Un nouveau fantasme ou une histoire de maths ?

Et puis, quel est le sens de tout ce raffut autour des armes et des bikinis de toute façon ? Où est passée l’idée que les hommes sont naturellement disposés à vouloir protéger le sexe faible ? Pourquoi cette fascination masculine pour les femmes armées ? Pour Allison Kaplan Sommer, qui s’est fendue d’un article de blog sur Haaretz pour commenter la fameuse photo, ce n’est pas le fusil qui est en cause, pas plus que le bikini. C’est la combinaison des deux. Il faut croire qu’Angelina Jolie et Megan Fox avait tout juste depuis le début.

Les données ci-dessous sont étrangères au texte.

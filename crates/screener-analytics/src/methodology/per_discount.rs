//! 서브섹터 PER 할인 메소돌로지.
//!
//! 기업 PER을 아웃라이어 필터링된 서브섹터 평균 PER과 비교합니다:
//!
//! ```text
//! 적정가 = 현재가 × (서브섹터 평균 PER / 기업 PER)
//! ```
//!
//! 기업 PER이 0 이하이거나, 서브섹터에 비교 가능한 유효 피어가 최소
//! 인원 미만이면 무효입니다.

use rust_decimal::Decimal;

use screener_core::domain::{
    CompanyRecord, Indicator, InvalidReason, MethodologyKind, MethodologyResult,
};

use super::Methodology;
use crate::sector::SectorContext;

/// PER 할인 계산기.
#[derive(Debug, Clone, Copy, Default)]
pub struct PerDiscountCalculator;

impl PerDiscountCalculator {
    /// 새 계산기 생성.
    pub fn new() -> Self {
        Self
    }
}

impl Methodology for PerDiscountCalculator {
    fn kind(&self) -> MethodologyKind {
        MethodologyKind::PerDiscount
    }

    fn compute(&self, company: &CompanyRecord, context: &SectorContext) -> MethodologyResult {
        let kind = self.kind();
        let ticker = company.ticker.as_str();
        let price = company.price;

        let per = match company.indicator(Indicator::Per) {
            None => {
                return MethodologyResult::invalid(
                    ticker,
                    kind,
                    price,
                    InvalidReason::MissingInput(Indicator::Per),
                )
            }
            Some(v) if v <= Decimal::ZERO => {
                return MethodologyResult::invalid(
                    ticker,
                    kind,
                    price,
                    InvalidReason::NonPositiveInput(Indicator::Per),
                )
            }
            Some(v) => v,
        };

        let required = context.min_peers();
        let stats = match context.per_stats(&company.subsector) {
            None => {
                return MethodologyResult::invalid(
                    ticker,
                    kind,
                    price,
                    InvalidReason::InsufficientPeers {
                        required,
                        available: 0,
                    },
                )
            }
            Some(stats) if stats.peer_count < required => {
                return MethodologyResult::invalid(
                    ticker,
                    kind,
                    price,
                    InvalidReason::InsufficientPeers {
                        required,
                        available: stats.peer_count,
                    },
                )
            }
            Some(stats) => stats,
        };

        let fair_value = price * stats.mean_per / per;

        MethodologyResult::valid(ticker, kind, price, fair_value)
    }
}
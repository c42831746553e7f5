//! 펀더멘털 지표 정의 및 WSM 가중치 정책 테이블.
//!
//! # 카테고리 구조 (가중치 합계 = 1.0)
//!
//! 1. **전통 밸류에이션 (20%)**: PER 0.07, PBR 0.06, EV/EBITDA 0.05, 배당수익률 0.02
//! 2. **수익성 (30%)**: ROE 0.09, ROIC 0.08, 순이익률 0.07, EBIT 마진 0.06
//! 3. **성장성 (15%)**: 매출 성장률(5y) 0.06, 이익 성장률(12m) 0.05, EPS 0.04
//! 4. **재무 건전성 (15%)**: 순부채/EBITDA 0.06, 부채/자본 0.05, EBIT/자산 0.04
//! 5. **고급 밸류에이션 (20%)**: Graham 안전마진 0.10, Barsi 안전마진 0.10
//!
//! 각 지표는 정규화 방향(높을수록/낮을수록 좋음)과 IQR 아웃라이어 필터
//! 적용 여부를 정적 정책으로 가집니다. 파생 마진 지표(Graham/Barsi)는
//! 서브섹터 통계가 아닌 개별 계산 결과이므로 필터 대상에서 제외됩니다.

use rust_decimal::Decimal;
use rust_decimal_macros::dec;
use serde::{Deserialize, Serialize};

/// 펀더멘털 지표.
///
/// `Ord` 파생으로 `BTreeMap` 키로 사용 가능하며, 순회 순서가
/// 결정적임을 보장합니다.
#[derive(
    Debug, Clone, Copy, PartialEq, Eq, PartialOrd, Ord, Hash, Serialize, Deserialize,
)]
#[serde(rename_all = "snake_case")]
pub enum Indicator {
    // 전통 밸류에이션
    /// 주가수익비율 (P/L)
    Per,
    /// 주가순자산비율 (P/VP)
    Pbr,
    /// EV/EBITDA
    EvEbitda,
    /// 배당수익률
    DividendYield,

    // 수익성
    /// 자기자본이익률
    Roe,
    /// 투하자본이익률
    Roic,
    /// 순이익률
    NetMargin,
    /// EBIT 마진
    EbitMargin,

    // 성장성
    /// 5년 매출 성장률
    #[serde(rename = "revenue_growth_5y")]
    RevenueGrowth5y,
    /// 12개월 순이익 성장률
    #[serde(rename = "earnings_growth_12m")]
    EarningsGrowth12m,
    /// 주당순이익 (LPA)
    Eps,

    // 재무 건전성
    /// 순부채/EBITDA
    NetDebtEbitda,
    /// 총부채/자본
    DebtEquity,
    /// EBIT/총자산
    EbitAssets,

    // 고급 밸류에이션 (메소돌로지 파생 지표)
    /// Graham 안전마진 (%)
    GrahamMargin,
    /// Barsi 안전마진 (%)
    BarsiMargin,

    // 입력 전용 (스코어링 제외)
    /// 주당순자산 (VPA)
    Bps,
    /// 평균 배당성향
    PayoutRatio,
}

/// WSM 카테고리.
#[derive(
    Debug, Clone, Copy, PartialEq, Eq, PartialOrd, Ord, Hash, Serialize, Deserialize,
)]
#[serde(rename_all = "snake_case")]
pub enum Category {
    /// 전통 밸류에이션
    TraditionalValuation,
    /// 수익성
    Profitability,
    /// 성장성
    Growth,
    /// 재무 건전성
    FinancialHealth,
    /// 고급 밸류에이션
    AdvancedValuation,
}

/// 정규화 방향.
#[derive(Debug, Clone, Copy, PartialEq, Eq, Serialize, Deserialize)]
#[serde(rename_all = "snake_case")]
pub enum Direction {
    /// 높을수록 좋음
    HigherBetter,
    /// 낮을수록 좋음
    LowerBetter,
}

/// 지표별 정적 스코어링 정책.
#[derive(Debug, Clone, Copy, PartialEq, Eq)]
pub struct IndicatorPolicy {
    /// 소속 카테고리
    pub category: Category,
    /// 카테고리 내 가중치 (전체 합 = 1.0)
    pub weight: Decimal,
    /// 정규화 방향
    pub direction: Direction,
    /// IQR 아웃라이어 필터 적용 여부
    pub outlier_filtered: bool,
}

impl Indicator {
    /// 모든 지표 (정책 테이블 순서).
    pub const ALL: [Indicator; 18] = [
        Indicator::Per,
        Indicator::Pbr,
        Indicator::EvEbitda,
        Indicator::DividendYield,
        Indicator::Roe,
        Indicator::Roic,
        Indicator::NetMargin,
        Indicator::EbitMargin,
        Indicator::RevenueGrowth5y,
        Indicator::EarningsGrowth12m,
        Indicator::Eps,
        Indicator::NetDebtEbitda,
        Indicator::DebtEquity,
        Indicator::EbitAssets,
        Indicator::GrahamMargin,
        Indicator::BarsiMargin,
        Indicator::Bps,
        Indicator::PayoutRatio,
    ];

    /// 직렬화 이름.
    pub fn as_str(&self) -> &'static str {
        match self {
            Indicator::Per => "per",
            Indicator::Pbr => "pbr",
            Indicator::EvEbitda => "ev_ebitda",
            Indicator::DividendYield => "dividend_yield",
            Indicator::Roe => "roe",
            Indicator::Roic => "roic",
            Indicator::NetMargin => "net_margin",
            Indicator::EbitMargin => "ebit_margin",
            Indicator::RevenueGrowth5y => "revenue_growth_5y",
            Indicator::EarningsGrowth12m => "earnings_growth_12m",
            Indicator::Eps => "eps",
            Indicator::NetDebtEbitda => "net_debt_ebitda",
            Indicator::DebtEquity => "debt_equity",
            Indicator::EbitAssets => "ebit_assets",
            Indicator::GrahamMargin => "graham_margin",
            Indicator::BarsiMargin => "barsi_margin",
            Indicator::Bps => "bps",
            Indicator::PayoutRatio => "payout_ratio",
        }
    }

    /// 스코어링 정책.
    ///
    /// 입력 전용 지표(BPS, 배당성향)는 `None`을 반환합니다.
    pub fn policy(&self) -> Option<IndicatorPolicy> {
        use Category::*;
        use Direction::*;

        let policy = match self {
            Indicator::Per => (TraditionalValuation, dec!(0.07), LowerBetter, true),
            Indicator::Pbr => (TraditionalValuation, dec!(0.06), LowerBetter, true),
            Indicator::EvEbitda => (TraditionalValuation, dec!(0.05), LowerBetter, true),
            Indicator::DividendYield => (TraditionalValuation, dec!(0.02), HigherBetter, true),
            Indicator::Roe => (Profitability, dec!(0.09), HigherBetter, true),
            Indicator::Roic => (Profitability, dec!(0.08), HigherBetter, true),
            Indicator::NetMargin => (Profitability, dec!(0.07), HigherBetter, true),
            Indicator::EbitMargin => (Profitability, dec!(0.06), HigherBetter, true),
            Indicator::RevenueGrowth5y => (Growth, dec!(0.06), HigherBetter, true),
            Indicator::EarningsGrowth12m => (Growth, dec!(0.05), HigherBetter, true),
            Indicator::Eps => (Growth, dec!(0.04), HigherBetter, true),
            Indicator::NetDebtEbitda => (FinancialHealth, dec!(0.06), LowerBetter, true),
            Indicator::DebtEquity => (FinancialHealth, dec!(0.05), LowerBetter, true),
            Indicator::EbitAssets => (FinancialHealth, dec!(0.04), HigherBetter, true),
            Indicator::GrahamMargin => (AdvancedValuation, dec!(0.10), HigherBetter, false),
            Indicator::BarsiMargin => (AdvancedValuation, dec!(0.10), HigherBetter, false),
            Indicator::Bps | Indicator::PayoutRatio => return None,
        };

        let (category, weight, direction, outlier_filtered) = policy;
        Some(IndicatorPolicy {
            category,
            weight,
            direction,
            outlier_filtered,
        })
    }

    /// 스코어링 대상 지표 (정책이 있는 지표).
    pub fn scored() -> impl Iterator<Item = Indicator> {
        Self::ALL.iter().copied().filter(|i| i.policy().is_some())
    }

    /// 특정 카테고리의 멤버 지표.
    pub fn members_of(category: Category) -> impl Iterator<Item = Indicator> {
        Self::ALL
            .iter()
            .copied()
            .filter(move |i| i.policy().map(|p| p.category) == Some(category))
    }
}

impl std::fmt::Display for Indicator {
    fn fmt(&self, f: &mut std::fmt::Formatter<'_>) -> std::fmt::Result {
        f.write_str(self.as_str())
    }
}

impl std::str::FromStr for Indicator {
    type Err = String;

    fn from_str(s: &str) -> Result<Self, Self::Err> {
        Self::ALL
            .iter()
            .copied()
            .find(|i| i.as_str() == s)
            .ok_or_else(|| format!("Unknown indicator: {}", s))
    }
}

impl Category {
    /// 모든 카테고리 (상위 가중치 순서 고정).
    pub const ALL: [Category; 5] = [
        Category::TraditionalValuation,
        Category::Profitability,
        Category::Growth,
        Category::FinancialHealth,
        Category::AdvancedValuation,
    ];

    /// 직렬화 이름.
    pub fn as_str(&self) -> &'static str {
        match self {
            Category::TraditionalValuation => "traditional_valuation",
            Category::Profitability => "profitability",
            Category::Growth => "growth",
            Category::FinancialHealth => "financial_health",
            Category::AdvancedValuation => "advanced_valuation",
        }
    }

    /// 표시 레이블.
    pub fn label(&self) -> &'static str {
        match self {
            Category::TraditionalValuation => "전통 밸류에이션",
            Category::Profitability => "수익성",
            Category::Growth => "성장성",
            Category::FinancialHealth => "재무 건전성",
            Category::AdvancedValuation => "고급 밸류에이션",
        }
    }

    /// 상위 카테고리 가중치 (멤버 지표 가중치의 합).
    pub fn weight(&self) -> Decimal {
        Indicator::members_of(*self)
            .filter_map(|i| i.policy())
            .map(|p| p.weight)
            .sum()
    }
}

impl std::fmt::Display for Category {
    fn fmt(&self, f: &mut std::fmt::Formatter<'_>) -> std::fmt::Result {
        f.write_str(self.as_str())
    }
}

/// 전체 지표 가중치 합계.
pub fn total_weight() -> Decimal {
    Category::ALL.iter().map(|c| c.weight()).sum()
}
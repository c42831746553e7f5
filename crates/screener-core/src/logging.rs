//! tracing을 사용한 로깅 인프라.
//!
//! 다양한 출력 형식을 지원하는 구조화된 로깅을 제공합니다:
//! - **pretty**: 개발용 사람이 읽기 쉬운 형식
//! - **json**: 로그 집계용 JSON 형식
//! - **compact**: 간결한 한 줄 형식

use tracing_subscriber::{
    fmt, layer::SubscriberExt, util::SubscriberInitExt, EnvFilter,
};

/// 로그 출력 형식.
#[derive(Debug, Clone, Copy, PartialEq, Eq, Default)]
pub enum LogFormat {
    /// 색상이 포함된 사람이 읽기 쉬운 형식 (개발용)
    #[default]
    Pretty,
    /// 로그 집계용 JSON 형식
    Json,
    /// 간결한 한 줄 형식
    Compact,
}

impl std::str::FromStr for LogFormat {
    type Err = String;

    fn from_str(s: &str) -> Result<Self, Self::Err> {
        match s.to_lowercase().as_str() {
            "pretty" => Ok(Self::Pretty),
            "json" => Ok(Self::Json),
            "compact" => Ok(Self::Compact),
            _ => Err(format!("Unknown log format: {}", s)),
        }
    }
}

/// 로깅 설정.
#[derive(Debug, Clone)]
pub struct LogConfig {
    /// 로그 레벨 필터 (예: "info", "debug", "screener_analytics=debug")
    pub level: String,
    /// 출력 형식
    pub format: LogFormat,
    /// 대상(모듈 경로) 포함 여부
    pub with_target: bool,
}

impl Default for LogConfig {
    fn default() -> Self {
        Self {
            level: "info".to_string(),
            format: LogFormat::Pretty,
            with_target: true,
        }
    }
}

impl LogConfig {
    /// 새 로그 설정을 생성합니다.
    pub fn new(level: impl Into<String>) -> Self {
        Self {
            level: level.into(),
            ..Default::default()
        }
    }

    /// 로그 형식을 설정합니다.
    pub fn with_format(mut self, format: LogFormat) -> Self {
        self.format = format;
        self
    }

    /// 환경 변수에서 설정을 생성합니다.
    ///
    /// 레벨에는 `RUST_LOG`를, 형식에는 `LOG_FORMAT`을 사용합니다.
    pub fn from_env() -> Self {
        let level = std::env::var("RUST_LOG").unwrap_or_else(|_| "info".to_string());
        let format = std::env::var("LOG_FORMAT")
            .ok()
            .and_then(|s| s.parse().ok())
            .unwrap_or_default();

        Self {
            level,
            format,
            ..Default::default()
        }
    }
}

/// 주어진 설정으로 로깅 시스템을 초기화합니다.
pub fn init_logging(config: LogConfig) -> Result<(), Box<dyn std::error::Error>> {
    let env_filter = EnvFilter::try_from_default_env()
        .or_else(|_| EnvFilter::try_new(&config.level))?;

    match config.format {
        LogFormat::Pretty => {
            let fmt_layer = fmt::layer().pretty().with_target(config.with_target);
            tracing_subscriber::registry()
                .with(env_filter)
                .with(fmt_layer)
                .try_init()?;
        }
        LogFormat::Json => {
            let fmt_layer = fmt::layer().json().with_target(config.with_target);
            tracing_subscriber::registry()
                .with(env_filter)
                .with(fmt_layer)
                .try_init()?;
        }
        LogFormat::Compact => {
            let fmt_layer = fmt::layer().compact().with_target(config.with_target);
            tracing_subscriber::registry()
                .with(env_filter)
                .with(fmt_layer)
                .try_init()?;
        }
    }

    tracing::info!(
        format = ?config.format,
        level = %config.level,
        "Logging initialized"
    );

    Ok(())
}

/// 환경 변수에서 로깅을 초기화합니다.
pub fn init_logging_from_env() -> Result<(), Box<dyn std::error::Error>> {
    init_logging(LogConfig::from_env())
}
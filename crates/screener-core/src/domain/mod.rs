//! 스크리너 도메인 모델.

pub mod company;
pub mod indicator;
pub mod methodology;
pub mod ranking;
pub mod score;

pub use company::*;
pub use indicator::*;
pub use methodology::*;
pub use ranking::*;
pub use score::*;
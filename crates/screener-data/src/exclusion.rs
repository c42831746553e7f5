//! 제외 목록 파일 파싱.
//!
//! 한 줄에 티커 하나, `#`로 시작하는 줄은 주석입니다. 티커는
//! 대문자로 정규화되어 파이프라인의 제외 집합으로 전달됩니다.

use std::collections::BTreeSet;
use std::fs;
use std::path::Path;
use tracing::info;

use crate::error::Result;

/// 제외 목록 파일 로드.
pub fn load_exclusions<P: AsRef<Path>>(path: P) -> Result<BTreeSet<String>> {
    let contents = fs::read_to_string(path.as_ref())?;
    let exclusions = parse_exclusions(&contents);

    info!(
        path = %path.as_ref().display(),
        count = exclusions.len(),
        "제외 목록 로드 완료"
    );

    Ok(exclusions)
}

/// 제외 목록 텍스트 파싱.
pub fn parse_exclusions(contents: &str) -> BTreeSet<String> {
    contents
        .lines()
        .map(str::trim)
        .filter(|line| !line.is_empty() && !line.starts_with('#'))
        .map(str::to_uppercase)
        .collect()
}
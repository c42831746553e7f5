//! 분석 리포트 내보내기.
//!
//! 전체 데이터셋을 CSV로, 리포트 전체(데이터셋 + 랭킹)를 JSON으로
//! 기록합니다. 랭킹에서 제외된 기업도 CSV에는 빈 점수와 부재 사유로
//! 포함됩니다. 차트 생성은 범위 밖입니다.

use rust_decimal::Decimal;
use std::fs;
use std::path::Path;
use tracing::info;

use screener_analytics::AnalysisReport;
use screener_core::domain::{Category, MethodologyKind, ScoreAbsence};

use crate::error::Result;

/// 전체 데이터셋을 CSV 파일로 기록.
pub fn write_dataset_csv<P: AsRef<Path>>(report: &AnalysisReport, path: P) -> Result<()> {
    let contents = render_dataset_csv(report);
    fs::write(path.as_ref(), contents)?;

    info!(
        path = %path.as_ref().display(),
        companies = report.companies.len(),
        "데이터셋 CSV 기록 완료"
    );

    Ok(())
}

/// 리포트 전체를 JSON 파일로 기록.
pub fn write_report_json<P: AsRef<Path>>(report: &AnalysisReport, path: P) -> Result<()> {
    let contents = serde_json::to_string_pretty(report)?;
    fs::write(path.as_ref(), contents)?;

    info!(path = %path.as_ref().display(), "리포트 JSON 기록 완료");

    Ok(())
}

/// 데이터셋 CSV 렌더링.
pub fn render_dataset_csv(report: &AnalysisReport) -> String {
    let mut out = String::new();

    out.push_str("ticker,name,sector,subsector,price,market_cap");
    for kind in MethodologyKind::ALL {
        out.push_str(&format!(",{kind}_fair_value,{kind}_margin_pct"));
    }
    for category in Category::ALL {
        out.push_str(&format!(",score_{category}"));
    }
    out.push_str(",coverage,wsm_score,wsm_penalized_score,absence\n");

    for company in &report.companies {
        let record = &company.record;

        out.push_str(&csv_field(&record.ticker));
        out.push(',');
        out.push_str(&csv_field(&record.name));
        out.push(',');
        out.push_str(&csv_field(&record.sector));
        out.push(',');
        out.push_str(&csv_field(&record.subsector));
        out.push(',');
        out.push_str(&fmt_decimal(record.price));
        out.push(',');
        out.push_str(&fmt_optional(record.market_cap));

        for kind in MethodologyKind::ALL {
            let result = company.methodology_results.get(&kind);
            out.push(',');
            out.push_str(&fmt_optional(result.and_then(|r| r.fair_value)));
            out.push(',');
            out.push_str(&fmt_optional(result.and_then(|r| r.safety_margin_pct)));
        }

        for category in Category::ALL {
            out.push(',');
            out.push_str(&fmt_optional(
                company.composite.category(category).and_then(|c| c.score),
            ));
        }

        out.push(',');
        out.push_str(&fmt_decimal(company.composite.coverage));
        out.push(',');
        out.push_str(&fmt_optional(company.composite.score));
        out.push(',');
        out.push_str(&fmt_optional(company.composite.penalized_score));
        out.push(',');
        out.push_str(match company.composite.absence {
            Some(ScoreAbsence::LowCoverage { .. }) => "low_coverage",
            None => "",
        });
        out.push('\n');
    }

    out
}

/// CSV 필드 이스케이프 (쉼표/따옴표/개행 포함 시 인용).
fn csv_field(value: &str) -> String {
    if value.contains([',', '"', '\n']) {
        format!("\"{}\"", value.replace('"', "\"\""))
    } else {
        value.to_string()
    }
}

fn fmt_decimal(value: Decimal) -> String {
    value.round_dp(4).normalize().to_string()
}

fn fmt_optional(value: Option<Decimal>) -> String {
    value.map(fmt_decimal).unwrap_or_default()
}
//! 지표 상태 및 WSM 점수 타입.

use rust_decimal::Decimal;
use serde::{Deserialize, Serialize};

use super::indicator::Category;

/// 필터링/정규화 파이프라인을 통과하는 지표 상태.
///
/// 결측과 아웃라이어 제거를 구분하여 보존하므로, 특정 기업이 왜
/// 스코어링에서 빠졌는지 추적할 수 있습니다.
#[derive(Debug, Clone, Copy, PartialEq, Eq, Serialize, Deserialize)]
#[serde(rename_all = "snake_case")]
pub enum IndicatorState {
    /// 사용 가능한 값
    Available(Decimal),
    /// 원본 데이터에 없음
    Missing,
    /// IQR 필터로 제거됨
    OutlierRemoved,
}

impl IndicatorState {
    /// 사용 가능한 값이면 반환.
    pub fn value(&self) -> Option<Decimal> {
        match self {
            IndicatorState::Available(v) => Some(*v),
            _ => None,
        }
    }

    /// 사용 가능 여부.
    pub fn is_available(&self) -> bool {
        matches!(self, IndicatorState::Available(_))
    }
}

/// 카테고리 점수.
#[derive(Debug, Clone, Serialize, Deserialize)]
pub struct CategoryScore {
    /// 카테고리
    pub category: Category,
    /// 가용 멤버 지표의 가중 평균 (가용 지표가 없으면 None)
    pub score: Option<Decimal>,
    /// 상위 카테고리 가중치
    pub weight: Decimal,
    /// 가용 멤버 지표 수
    pub available_indicators: usize,
}

impl CategoryScore {
    /// 이 카테고리가 종합 점수에 기여하는지 여부.
    pub fn is_available(&self) -> bool {
        self.score.is_some()
    }
}

/// 종합 점수 부재 사유.
#[derive(Debug, Clone, PartialEq, Eq, Serialize, Deserialize)]
#[serde(rename_all = "snake_case")]
pub enum ScoreAbsence {
    /// 가용 카테고리 가중치 합이 최소 커버리지 미달
    LowCoverage {
        /// 실제 커버리지
        coverage: Decimal,
        /// 요구 최소 커버리지
        minimum: Decimal,
    },
}

/// WSM 종합 점수.
///
/// 커버리지 재정규화 가중합으로, 원시 점수와 페널티 적용 점수를
/// 모두 포함합니다. 커버리지 미달 기업은 점수가 None이며 사유가
/// 보존됩니다.
#[derive(Debug, Clone, Serialize, Deserialize)]
pub struct CompositeScore {
    /// 종목 티커
    pub ticker: String,
    /// 5개 카테고리 점수 (고정 순서)
    pub categories: Vec<CategoryScore>,
    /// 커버리지: 가용 카테고리 가중치 합 / 전체 가중치 합
    pub coverage: Decimal,
    /// 원시 종합 점수 (커버리지 미달 시 None)
    pub score: Option<Decimal>,
    /// 페널티 적용 종합 점수 (커버리지 미달 시 None)
    pub penalized_score: Option<Decimal>,
    /// 발동된 페널티 규칙의 대상 지표
    pub triggered_penalties: Vec<super::indicator::Indicator>,
    /// 점수 부재 사유
    pub absence: Option<ScoreAbsence>,
}

impl CompositeScore {
    /// 점수 산출 여부.
    pub fn is_scored(&self) -> bool {
        self.score.is_some()
    }

    /// 특정 카테고리 점수 조회.
    pub fn category(&self, category: Category) -> Option<&CategoryScore> {
        self.categories.iter().find(|c| c.category == category)
    }
}

#[cfg(test)]
mod tests {
    use super::*;
    use rust_decimal_macros::dec;

    #[test]
    fn test_indicator_state_value() {
        assert_eq!(IndicatorState::Available(dec!(0.5)).value(), Some(dec!(0.5)));
        assert_eq!(IndicatorState::Missing.value(), None);
        assert_eq!(IndicatorState::OutlierRemoved.value(), None);
        assert!(!IndicatorState::OutlierRemoved.is_available());
    }

    #[test]
    fn test_composite_score_lookup() {
        let composite = CompositeScore {
            ticker: "TEST4".to_string(),
            categories: vec![CategoryScore {
                category: Category::Profitability,
                score: Some(dec!(0.7)),
                weight: dec!(0.30),
                available_indicators: 3,
            }],
            coverage: dec!(0.30),
            score: None,
            penalized_score: None,
            triggered_penalties: vec![],
            absence: Some(ScoreAbsence::LowCoverage {
                coverage: dec!(0.30),
                minimum: dec!(0.5),
            }),
        };

        assert!(!composite.is_scored());
        assert!(composite.category(Category::Profitability).is_some());
        assert!(composite.category(Category::Growth).is_none());
    }
}
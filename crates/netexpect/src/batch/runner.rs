//! Batch driver.
//!
//! One worker process per work-list line, each running its full
//! connect/command/close sequence independently and exiting. Workers share
//! no state; the driver's only jobs are launching within the throttle's
//! bound and reaping exits. Reaping is an explicit poll over pending wait
//! futures, not a signal handler.

use std::collections::VecDeque;

use futures::stream::{FuturesUnordered, StreamExt};
use tokio::process::Command;
use tracing::{debug, info};

use crate::error::Result;

use super::throttle::IdleCpuThrottle;
use super::worklist::WorkItem;

/// One failed worker.
#[derive(Debug, Clone, PartialEq, Eq)]
pub struct BatchFailure {
    /// The work-list line the worker ran for.
    pub line: String,
    /// Why it failed (spawn error or exit status).
    pub reason: String,
}

/// Outcome of a batch run.
#[derive(Debug, Default)]
pub struct BatchReport {
    /// Workers that exited successfully.
    pub succeeded: usize,
    /// Workers that failed to spawn or exited nonzero.
    pub failed: Vec<BatchFailure>,
}

impl BatchReport {
    /// Total workers accounted for.
    #[must_use]
    pub fn total(&self) -> usize {
        self.succeeded + self.failed.len()
    }

    /// Whether every worker succeeded.
    #[must_use]
    pub fn all_succeeded(&self) -> bool {
        self.failed.is_empty()
    }
}

/// Runs one worker process per work item, bounded by an idle-CPU throttle.
#[derive(Debug)]
pub struct BatchRunner {
    program: String,
    throttle: IdleCpuThrottle,
}

impl BatchRunner {
    /// Create a runner that invokes `program` with each item's arguments.
    #[must_use]
    pub fn new(program: impl Into<String>, throttle: IdleCpuThrottle) -> Self {
        Self {
            program: program.into(),
            throttle,
        }
    }

    /// Run every work item to completion.
    ///
    /// A worker failure (spawn error or nonzero exit) is recorded in the
    /// report without aborting sibling workers.
    ///
    /// # Errors
    ///
    /// Never fails currently; per-worker problems land in the report.
    pub async fn run(&mut self, items: &[WorkItem]) -> Result<BatchReport> {
        let mut queue: VecDeque<WorkItem> = items.iter().cloned().collect();
        let mut running = FuturesUnordered::new();
        let mut report = BatchReport::default();

        loop {
            self.throttle.poll();

            while running.len() < self.throttle.limit() {
                let Some(item) = queue.pop_front() else { break };
                match Command::new(&self.program).args(item.args()).spawn() {
                    Ok(mut child) => {
                        debug!(line = %item.line, "worker started");
                        running.push(async move { (item, child.wait().await) });
                    }
                    Err(e) => report.failed.push(BatchFailure {
                        line: item.line,
                        reason: format!("spawn failed: {e}"),
                    }),
                }
            }

            if running.is_empty() && queue.is_empty() {
                break;
            }

            if let Some((item, result)) = running.next().await {
                match result {
                    Ok(status) if status.success() => report.succeeded += 1,
                    Ok(status) => report.failed.push(BatchFailure {
                        line: item.line,
                        reason: format!("worker exited with {status}"),
                    }),
                    Err(e) => report.failed.push(BatchFailure {
                        line: item.line,
                        reason: format!("wait failed: {e}"),
                    }),
                }
            }
        }

        info!(
            succeeded = report.succeeded,
            failed = report.failed.len(),
            "batch complete"
        );
        Ok(report)
    }
}
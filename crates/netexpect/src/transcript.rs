//! Transcript record and replay.
//!
//! Every command/output pair can be appended to a flat-text transcript file
//! and later replayed for deterministic testing without a live device.

mod format;
mod player;
mod recorder;

pub use format::{DELIMITER, escape, render_entry, unescape};
pub use player::Player;
pub use recorder::Recorder;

« J’ai été quelque peu fascinée par cette fascination. Les photos de filles en bikini ne sont pas rares, pas plus que les photos de militaires. Mais combinez les deux, et vous aurez l’attention de tout le monde. La conjonction d’un corps féminin exposé à des armes semble impacter profondément sur le monde du fantasme masculin. Et même quand les filles sont complètement habillées d’ailleurs : il suffit de faire une recherche Google. Après, il y a d’autres pays avec beaucoup de femmes soldats, comme aux Etats-Unis. Mais en Israël, la conséquence du service militaire obligatoire, c’est que lorsque vous avez des cohortes de jeunes femmes de 18 ans dans l’armée, vous en aurez forcément une certaine proportion très attrayante. »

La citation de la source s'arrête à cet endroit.